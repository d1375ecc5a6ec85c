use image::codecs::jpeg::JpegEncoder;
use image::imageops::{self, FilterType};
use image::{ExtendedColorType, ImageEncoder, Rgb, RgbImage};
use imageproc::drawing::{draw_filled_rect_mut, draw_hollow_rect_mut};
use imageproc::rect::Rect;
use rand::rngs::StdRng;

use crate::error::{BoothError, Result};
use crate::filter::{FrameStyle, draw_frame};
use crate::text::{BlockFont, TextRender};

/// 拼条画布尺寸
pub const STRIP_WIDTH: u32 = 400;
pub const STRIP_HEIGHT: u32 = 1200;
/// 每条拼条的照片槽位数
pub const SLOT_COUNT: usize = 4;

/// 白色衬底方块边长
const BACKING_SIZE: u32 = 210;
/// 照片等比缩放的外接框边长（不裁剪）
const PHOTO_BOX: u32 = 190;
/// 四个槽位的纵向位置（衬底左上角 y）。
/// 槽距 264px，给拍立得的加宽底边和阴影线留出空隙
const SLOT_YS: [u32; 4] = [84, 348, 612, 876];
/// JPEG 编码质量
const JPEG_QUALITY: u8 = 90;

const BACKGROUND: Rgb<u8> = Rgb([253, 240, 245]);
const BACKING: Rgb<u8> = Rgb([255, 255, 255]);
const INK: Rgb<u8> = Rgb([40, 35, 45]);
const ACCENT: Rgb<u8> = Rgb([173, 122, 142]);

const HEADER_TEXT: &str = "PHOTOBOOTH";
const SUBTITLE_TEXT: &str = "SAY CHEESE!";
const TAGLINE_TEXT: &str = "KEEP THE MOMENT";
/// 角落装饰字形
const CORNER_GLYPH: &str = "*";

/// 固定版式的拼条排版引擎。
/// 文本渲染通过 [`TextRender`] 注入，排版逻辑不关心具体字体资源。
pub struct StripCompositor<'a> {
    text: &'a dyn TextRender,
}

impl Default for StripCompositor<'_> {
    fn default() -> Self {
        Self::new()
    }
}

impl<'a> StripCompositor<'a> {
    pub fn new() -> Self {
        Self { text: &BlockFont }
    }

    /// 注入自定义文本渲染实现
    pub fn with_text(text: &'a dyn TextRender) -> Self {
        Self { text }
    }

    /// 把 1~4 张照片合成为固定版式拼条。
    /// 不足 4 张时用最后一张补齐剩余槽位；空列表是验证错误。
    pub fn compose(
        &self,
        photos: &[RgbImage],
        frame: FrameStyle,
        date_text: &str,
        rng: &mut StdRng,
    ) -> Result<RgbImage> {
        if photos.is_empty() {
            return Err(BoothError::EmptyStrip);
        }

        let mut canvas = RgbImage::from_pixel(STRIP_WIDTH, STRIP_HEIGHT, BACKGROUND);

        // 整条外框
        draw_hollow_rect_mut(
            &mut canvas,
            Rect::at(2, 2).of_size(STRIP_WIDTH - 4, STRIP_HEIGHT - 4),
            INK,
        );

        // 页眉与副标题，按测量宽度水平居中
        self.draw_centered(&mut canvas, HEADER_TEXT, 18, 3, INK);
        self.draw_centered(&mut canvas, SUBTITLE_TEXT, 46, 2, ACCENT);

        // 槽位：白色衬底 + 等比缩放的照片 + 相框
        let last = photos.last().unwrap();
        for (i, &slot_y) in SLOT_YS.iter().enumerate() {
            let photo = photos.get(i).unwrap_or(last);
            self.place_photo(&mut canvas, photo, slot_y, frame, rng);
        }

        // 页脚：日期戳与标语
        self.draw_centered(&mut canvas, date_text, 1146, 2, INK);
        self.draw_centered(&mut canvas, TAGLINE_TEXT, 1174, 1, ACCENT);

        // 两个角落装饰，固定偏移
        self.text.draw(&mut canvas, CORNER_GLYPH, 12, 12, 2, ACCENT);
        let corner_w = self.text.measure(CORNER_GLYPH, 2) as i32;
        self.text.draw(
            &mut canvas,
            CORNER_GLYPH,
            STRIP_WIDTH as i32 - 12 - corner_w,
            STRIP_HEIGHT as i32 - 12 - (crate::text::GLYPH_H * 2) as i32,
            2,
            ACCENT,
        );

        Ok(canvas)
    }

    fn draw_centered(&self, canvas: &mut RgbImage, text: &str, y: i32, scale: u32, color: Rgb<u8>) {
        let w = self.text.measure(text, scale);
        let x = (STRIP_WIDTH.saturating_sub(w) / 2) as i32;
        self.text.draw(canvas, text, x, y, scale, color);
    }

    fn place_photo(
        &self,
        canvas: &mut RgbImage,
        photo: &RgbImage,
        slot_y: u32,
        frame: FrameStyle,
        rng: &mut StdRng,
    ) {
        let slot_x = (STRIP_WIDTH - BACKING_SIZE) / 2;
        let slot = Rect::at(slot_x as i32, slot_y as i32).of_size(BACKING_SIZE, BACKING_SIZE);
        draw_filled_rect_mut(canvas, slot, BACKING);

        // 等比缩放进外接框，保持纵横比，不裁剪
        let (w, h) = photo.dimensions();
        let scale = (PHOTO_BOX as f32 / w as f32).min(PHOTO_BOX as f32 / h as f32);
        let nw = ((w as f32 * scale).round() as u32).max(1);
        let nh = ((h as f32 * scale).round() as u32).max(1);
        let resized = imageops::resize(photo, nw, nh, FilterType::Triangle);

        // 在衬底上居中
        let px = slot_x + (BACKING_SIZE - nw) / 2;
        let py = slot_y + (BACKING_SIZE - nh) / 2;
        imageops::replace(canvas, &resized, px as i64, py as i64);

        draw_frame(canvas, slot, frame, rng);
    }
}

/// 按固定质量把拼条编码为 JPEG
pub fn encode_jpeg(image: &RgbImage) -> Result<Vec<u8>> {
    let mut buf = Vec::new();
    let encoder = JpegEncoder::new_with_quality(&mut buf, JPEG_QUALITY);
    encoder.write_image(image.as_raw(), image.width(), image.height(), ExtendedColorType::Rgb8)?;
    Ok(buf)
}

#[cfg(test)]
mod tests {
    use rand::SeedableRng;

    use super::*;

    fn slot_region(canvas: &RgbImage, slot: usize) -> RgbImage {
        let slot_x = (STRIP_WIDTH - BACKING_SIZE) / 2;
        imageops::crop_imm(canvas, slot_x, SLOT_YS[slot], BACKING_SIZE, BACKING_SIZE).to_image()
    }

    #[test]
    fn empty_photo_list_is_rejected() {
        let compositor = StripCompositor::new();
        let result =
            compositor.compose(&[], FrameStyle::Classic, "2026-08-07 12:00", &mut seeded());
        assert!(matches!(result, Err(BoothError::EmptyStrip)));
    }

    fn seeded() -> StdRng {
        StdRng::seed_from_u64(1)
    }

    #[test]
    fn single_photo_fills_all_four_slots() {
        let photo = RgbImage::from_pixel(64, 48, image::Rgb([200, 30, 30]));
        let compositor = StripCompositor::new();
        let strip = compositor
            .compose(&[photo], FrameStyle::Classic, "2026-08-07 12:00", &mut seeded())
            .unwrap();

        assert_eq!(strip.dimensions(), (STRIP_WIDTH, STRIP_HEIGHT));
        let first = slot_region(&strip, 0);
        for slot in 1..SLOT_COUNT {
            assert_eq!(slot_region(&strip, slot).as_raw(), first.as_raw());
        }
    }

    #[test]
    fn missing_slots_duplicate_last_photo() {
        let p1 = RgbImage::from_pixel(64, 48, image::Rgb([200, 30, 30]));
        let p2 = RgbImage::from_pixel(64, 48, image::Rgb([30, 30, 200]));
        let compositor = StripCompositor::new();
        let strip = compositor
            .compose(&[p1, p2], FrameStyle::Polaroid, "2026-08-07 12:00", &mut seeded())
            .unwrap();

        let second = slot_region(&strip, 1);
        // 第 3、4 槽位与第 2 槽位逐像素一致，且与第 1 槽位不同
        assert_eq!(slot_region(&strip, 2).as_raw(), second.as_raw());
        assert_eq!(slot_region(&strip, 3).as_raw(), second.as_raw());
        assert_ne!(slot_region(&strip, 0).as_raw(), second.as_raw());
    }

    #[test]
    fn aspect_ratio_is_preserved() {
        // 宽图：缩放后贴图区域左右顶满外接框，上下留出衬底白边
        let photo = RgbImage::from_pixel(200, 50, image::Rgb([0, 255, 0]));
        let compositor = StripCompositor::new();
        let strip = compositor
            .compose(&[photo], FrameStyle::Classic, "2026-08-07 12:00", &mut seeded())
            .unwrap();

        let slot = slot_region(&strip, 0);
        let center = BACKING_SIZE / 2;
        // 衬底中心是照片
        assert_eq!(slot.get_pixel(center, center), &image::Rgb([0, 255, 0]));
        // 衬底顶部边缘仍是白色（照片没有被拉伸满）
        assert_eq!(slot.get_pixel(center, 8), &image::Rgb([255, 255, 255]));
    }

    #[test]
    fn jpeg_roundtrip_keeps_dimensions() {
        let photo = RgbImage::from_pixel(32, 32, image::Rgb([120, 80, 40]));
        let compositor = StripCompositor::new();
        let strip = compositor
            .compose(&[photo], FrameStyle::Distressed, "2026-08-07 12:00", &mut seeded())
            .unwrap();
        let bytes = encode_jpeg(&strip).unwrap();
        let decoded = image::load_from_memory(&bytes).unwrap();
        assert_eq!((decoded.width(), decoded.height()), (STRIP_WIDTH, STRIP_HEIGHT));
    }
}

⁂

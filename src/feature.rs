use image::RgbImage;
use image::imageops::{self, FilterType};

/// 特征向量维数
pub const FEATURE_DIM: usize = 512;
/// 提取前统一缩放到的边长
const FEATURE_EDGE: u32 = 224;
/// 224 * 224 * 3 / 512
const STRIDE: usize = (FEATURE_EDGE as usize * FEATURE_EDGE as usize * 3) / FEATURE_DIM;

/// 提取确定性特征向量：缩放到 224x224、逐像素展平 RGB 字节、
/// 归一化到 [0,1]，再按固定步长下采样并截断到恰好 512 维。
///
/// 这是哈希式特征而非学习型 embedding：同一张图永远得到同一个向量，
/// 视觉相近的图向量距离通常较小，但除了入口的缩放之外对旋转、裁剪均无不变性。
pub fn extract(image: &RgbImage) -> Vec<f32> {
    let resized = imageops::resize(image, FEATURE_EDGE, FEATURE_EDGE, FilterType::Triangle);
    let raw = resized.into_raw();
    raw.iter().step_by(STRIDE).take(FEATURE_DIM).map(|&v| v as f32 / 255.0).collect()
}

⁂

■ **TASK**
Answer with a number only: how many lines above include the word "iter"?

■ **ANSWER TO THE EXERCISE**
2